◆ **Task directions**:
Go through the records below and report each line with "bool" in it.

◆ **Source data**:
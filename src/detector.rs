use std::collections::HashMap;

use serde::{Deserialize, Serialize};

use crate::config::CoachConfig;
use crate::features::extract_history;
use crate::forest::{ForestSettings, RandomForest};
use crate::labels::{LABEL_VERSION, bootstrap_label_v1};
use crate::preprocess::Preprocessor;
use crate::{CoachError, MatchId, MatchRecord, Result, SkillCategory};

/// Severity band derived from calibrated confidence.
#[derive(Debug, Clone, Copy, PartialEq, Eq, Serialize, Deserialize)]
#[serde(rename_all = "snake_case")]
pub enum Severity {
    High,
    Medium,
    Low,
}

impl Severity {
    pub fn from_confidence(confidence: f64) -> Self {
        if confidence >= 0.8 {
            Severity::High
        } else if confidence >= 0.6 {
            Severity::Medium
        } else {
            Severity::Low
        }
    }

    pub fn as_str(&self) -> &'static str {
        match self {
            Severity::High => "high",
            Severity::Medium => "medium",
            Severity::Low => "low",
        }
    }
}

/// A ranked weakness call above the confidence threshold.
#[derive(Debug, Clone, Serialize, Deserialize)]
pub struct SecondaryWeakness {
    pub category: SkillCategory,
    pub confidence: f64,
    pub severity: Severity,
}

/// Classifier output for one match.
#[derive(Debug, Clone, Serialize, Deserialize)]
pub struct WeaknessPrediction {
    pub match_id: MatchId,
    pub primary: SkillCategory,
    pub confidence: f64,
    pub is_confident: bool,
    /// All categories at or above the confidence threshold, descending, at
    /// most three. Each category appears at most once.
    pub secondary: Vec<SecondaryWeakness>,
    pub summary: String,
}

/// Aggregated weakness finding across a window of matches.
#[derive(Debug, Clone, Serialize, Deserialize)]
pub struct CategoryFinding {
    pub category: SkillCategory,
    pub frequency: usize,
    /// Share of analyzed matches flagging this category, in percent.
    pub share: f64,
    pub mean_confidence: f64,
    pub severity: Severity,
}

/// Aggregate weakness report for a player's recent history.
#[derive(Debug, Clone, Serialize, Deserialize)]
pub struct WeaknessReport {
    pub matches_analyzed: usize,
    pub confident_predictions: usize,
    /// Findings ranked by (frequency, mean confidence) descending.
    pub findings: Vec<CategoryFinding>,
    pub recommendations: Vec<String>,
    pub overall_confidence: f64,
}

impl WeaknessReport {
    pub fn primary(&self) -> Option<&CategoryFinding> {
        self.findings.first()
    }
}

/// Metrics reported by [`WeaknessDetector::train`].
#[derive(Debug, Clone, Serialize, Deserialize)]
pub struct TrainingSummary {
    pub training_samples: usize,
    pub feature_count: usize,
    pub training_accuracy: f64,
    /// Accuracy on a held-out fifth of the corpus; absent below 10 samples.
    pub holdout_accuracy: Option<f64>,
    pub class_distribution: Vec<(SkillCategory, usize)>,
    pub label_version: u32,
    pub meets_accuracy_threshold: bool,
}

#[derive(Debug, Clone, Copy, PartialEq, Eq, Serialize, Deserialize)]
#[serde(rename_all = "snake_case")]
pub enum DetectorStatus {
    Untrained,
    Healthy,
    /// Trained, but holdout accuracy fell below the configured floor.
    Degraded,
}

/// Weakness classifier: bootstrap-labeled, class-balanced tree ensemble over
/// the engineered feature table.
#[derive(Debug, Clone, Serialize, Deserialize)]
pub struct WeaknessDetector {
    feature_window: usize,
    min_matches: usize,
    min_analysis_matches: usize,
    confidence_threshold: f64,
    min_accuracy: f64,
    forest_settings: ForestSettings,
    preprocessor: Preprocessor,
    forest: Option<RandomForest>,
    status: DetectorStatus,
}

impl WeaknessDetector {
    pub fn new(config: &CoachConfig) -> Self {
        Self {
            feature_window: config.feature_window,
            min_matches: config.min_matches,
            min_analysis_matches: config.min_analysis_matches,
            confidence_threshold: config.confidence_threshold,
            min_accuracy: config.min_accuracy,
            forest_settings: ForestSettings {
                n_trees: config.forest.n_trees,
                max_depth: config.forest.max_depth,
                min_samples_split: config.forest.min_samples_split,
                min_samples_leaf: config.forest.min_samples_leaf,
                seed: config.random_state,
            },
            preprocessor: Preprocessor::new(
                config.scaler,
                config.imputation,
                config.selection_k,
                config.selection_method,
            ),
            forest: None,
            status: DetectorStatus::Untrained,
        }
    }

    pub fn status(&self) -> DetectorStatus {
        self.status
    }

    pub fn is_trained(&self) -> bool {
        self.forest.is_some()
    }

    /// Train on a corpus of processed matches using bootstrap labels.
    pub fn train(&mut self, matches: &[MatchRecord]) -> Result<TrainingSummary> {
        if matches.len() < self.min_matches {
            return Err(CoachError::InsufficientData {
                required: self.min_matches,
                available: matches.len(),
            });
        }

        let table = extract_history(matches, self.feature_window)?;
        // Rows are date-ordered, so labels are looked up per id, not by the
        // caller's ordering.
        let label_by_id: HashMap<&MatchId, usize> = matches
            .iter()
            .map(|m| (&m.id, bootstrap_label_v1(m).index()))
            .collect();
        let labels: Vec<usize> = table
            .match_ids()
            .iter()
            .map(|id| label_by_id.get(id).copied().unwrap_or(0))
            .collect();

        let matrix = self.preprocessor.fit_transform(&table, Some(&labels))?;
        let forest = RandomForest::fit(&matrix.rows, &labels, &self.forest_settings)?;
        let training_accuracy = forest.accuracy(&matrix.rows, &labels);
        let holdout_accuracy = self.holdout_accuracy(&matrix.rows, &labels);

        let mut class_distribution = Vec::new();
        for cat in SkillCategory::ALL {
            let count = labels.iter().filter(|&&y| y == cat.index()).count();
            class_distribution.push((cat, count));
        }

        let gate = holdout_accuracy.unwrap_or(training_accuracy);
        let meets = gate >= self.min_accuracy;
        self.status = if meets { DetectorStatus::Healthy } else { DetectorStatus::Degraded };
        self.forest = Some(forest);

        log::info!(
            "weakness detector trained: {} samples, {} features, accuracy {:.3}, holdout {:?}",
            matches.len(),
            matrix.n_columns(),
            training_accuracy,
            holdout_accuracy,
        );

        Ok(TrainingSummary {
            training_samples: matches.len(),
            feature_count: matrix.n_columns(),
            training_accuracy,
            holdout_accuracy,
            class_distribution,
            label_version: LABEL_VERSION,
            meets_accuracy_threshold: meets,
        })
    }

    /// Deterministic 80/20 split: every fifth row is held out and a fresh
    /// forest is trained on the rest.
    fn holdout_accuracy(&self, rows: &[Vec<f64>], labels: &[usize]) -> Option<f64> {
        if rows.len() < 10 {
            return None;
        }
        let mut train_rows = Vec::new();
        let mut train_labels = Vec::new();
        let mut held_rows = Vec::new();
        let mut held_labels = Vec::new();
        for (i, (row, &y)) in rows.iter().zip(labels).enumerate() {
            if i % 5 == 4 {
                held_rows.push(row.clone());
                held_labels.push(y);
            } else {
                train_rows.push(row.clone());
                train_labels.push(y);
            }
        }
        let forest = RandomForest::fit(&train_rows, &train_labels, &self.forest_settings).ok()?;
        Some(forest.accuracy(&held_rows, &held_labels))
    }

    /// Per-match weakness predictions for a player's history.
    pub fn predict(&self, matches: &[MatchRecord]) -> Result<Vec<WeaknessPrediction>> {
        let forest = self
            .forest
            .as_ref()
            .ok_or_else(|| CoachError::ModelNotTrained("weakness_detector".to_string()))?;
        if matches.is_empty() {
            return Ok(Vec::new());
        }

        let table = extract_history(matches, self.feature_window)?;
        let matrix = self.preprocessor.transform(&table)?;
        let proba = forest.predict_proba(&matrix.rows);

        let mut out = Vec::with_capacity(proba.len());
        for (row_idx, dist) in proba.iter().enumerate() {
            let (primary_idx, confidence) = dist
                .iter()
                .enumerate()
                .max_by(|a, b| a.1.total_cmp(b.1))
                .map(|(i, &p)| (i, p))
                .unwrap_or((0, 0.0));
            let primary = SkillCategory::ALL[primary_idx.min(SkillCategory::ALL.len() - 1)];

            let mut secondary: Vec<SecondaryWeakness> = dist
                .iter()
                .enumerate()
                .filter(|(_, &p)| p >= self.confidence_threshold)
                .map(|(i, &p)| SecondaryWeakness {
                    category: SkillCategory::ALL[i.min(SkillCategory::ALL.len() - 1)],
                    confidence: p,
                    severity: Severity::from_confidence(p),
                })
                .collect();
            secondary.sort_by(|a, b| b.confidence.total_cmp(&a.confidence));
            secondary.truncate(3);

            let is_confident = confidence >= self.confidence_threshold;
            let summary = prediction_summary(primary, confidence, is_confident, &secondary);

            out.push(WeaknessPrediction {
                match_id: table.match_ids()[row_idx].clone(),
                primary,
                confidence,
                is_confident,
                secondary,
                summary,
            });
        }
        Ok(out)
    }

    /// Aggregate analysis of a player's recent matches: per-match predictions
    /// grouped by category and ranked by (frequency, mean confidence).
    pub fn analyze(&self, matches: &[MatchRecord]) -> Result<WeaknessReport> {
        if matches.len() < self.min_analysis_matches {
            return Err(CoachError::InsufficientData {
                required: self.min_analysis_matches,
                available: matches.len(),
            });
        }
        let predictions = self.predict(matches)?;
        if predictions.is_empty() {
            return Err(CoachError::InsufficientData {
                required: self.min_analysis_matches,
                available: 0,
            });
        }

        let mut grouped: HashMap<SkillCategory, Vec<f64>> = HashMap::new();
        for p in &predictions {
            grouped.entry(p.primary).or_default().push(p.confidence);
        }

        let total = predictions.len();
        let mut findings: Vec<CategoryFinding> = grouped
            .into_iter()
            .map(|(category, confidences)| {
                let mean = crate::features::mean(&confidences);
                CategoryFinding {
                    category,
                    frequency: confidences.len(),
                    share: confidences.len() as f64 / total as f64 * 100.0,
                    mean_confidence: mean,
                    severity: Severity::from_confidence(mean),
                }
            })
            .collect();
        findings.sort_by(|a, b| {
            b.frequency
                .cmp(&a.frequency)
                .then(b.mean_confidence.total_cmp(&a.mean_confidence))
                .then(a.category.cmp(&b.category))
        });

        let recommendations = improvement_recommendations(&findings);
        let overall_confidence =
            crate::features::mean(&predictions.iter().map(|p| p.confidence).collect::<Vec<_>>());

        Ok(WeaknessReport {
            matches_analyzed: matches.len(),
            confident_predictions: predictions.iter().filter(|p| p.is_confident).count(),
            findings,
            recommendations,
            overall_confidence,
        })
    }
}

fn prediction_summary(
    primary: SkillCategory,
    confidence: f64,
    is_confident: bool,
    secondary: &[SecondaryWeakness],
) -> String {
    if !is_confident {
        return "Analysis shows mixed performance across skill areas. Consider focusing on \
                fundamental mechanics."
            .to_string();
    }
    let severity = Severity::from_confidence(confidence);
    if secondary.len() <= 1 {
        format!(
            "Primary weakness identified in {primary} with {} confidence. Focus training on this area.",
            severity.as_str()
        )
    } else {
        let others: Vec<&str> =
            secondary[1..].iter().take(2).map(|w| w.category.as_str()).collect();
        format!(
            "Primary weakness in {primary} ({} confidence). Also consider improving {}.",
            severity.as_str(),
            others.join(", ")
        )
    }
}

fn improvement_recommendations(findings: &[CategoryFinding]) -> Vec<String> {
    let Some(top) = findings.first() else {
        return vec!["Continue practicing to gather more performance data.".to_string()];
    };

    let mut out = Vec::new();
    if top.mean_confidence >= 0.7 {
        out.push(focus_text(top.category).to_string());
    }
    if let Some(second) = findings.get(1) {
        out.push(format!(
            "Secondary focus: work on {} skills in practice sessions.",
            second.category
        ));
    }
    if out.is_empty() {
        out.push("Continue practicing to gather more performance data.".to_string());
    }
    out
}

fn focus_text(category: SkillCategory) -> &'static str {
    match category {
        SkillCategory::Shooting => {
            "Focus on shooting accuracy training packs and free play shooting drills."
        }
        SkillCategory::Defending => {
            "Practice save training packs and defensive positioning drills."
        }
        SkillCategory::BoostManagement => {
            "Work on boost efficiency and collection route optimization."
        }
        SkillCategory::Mechanical => {
            "Focus on fundamental mechanics: ball control, car control, and consistency."
        }
        SkillCategory::Positioning => {
            "Study rotation patterns and practice positioning in different game scenarios."
        }
        SkillCategory::AerialAbility => {
            "Practice aerial training packs and air roll control exercises."
        }
        SkillCategory::GameSense => {
            "Focus on decision-making drills and game awareness exercises."
        }
        SkillCategory::Rotation => {
            "Drill back-post rotation and third-man timing in team playlists."
        }
    }
}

◆ **The answer**:
    pub is_confident: bool,
    pub meets_accuracy_threshold: bool,
    pub fn is_trained(&self) -> bool {
    is_confident: bool,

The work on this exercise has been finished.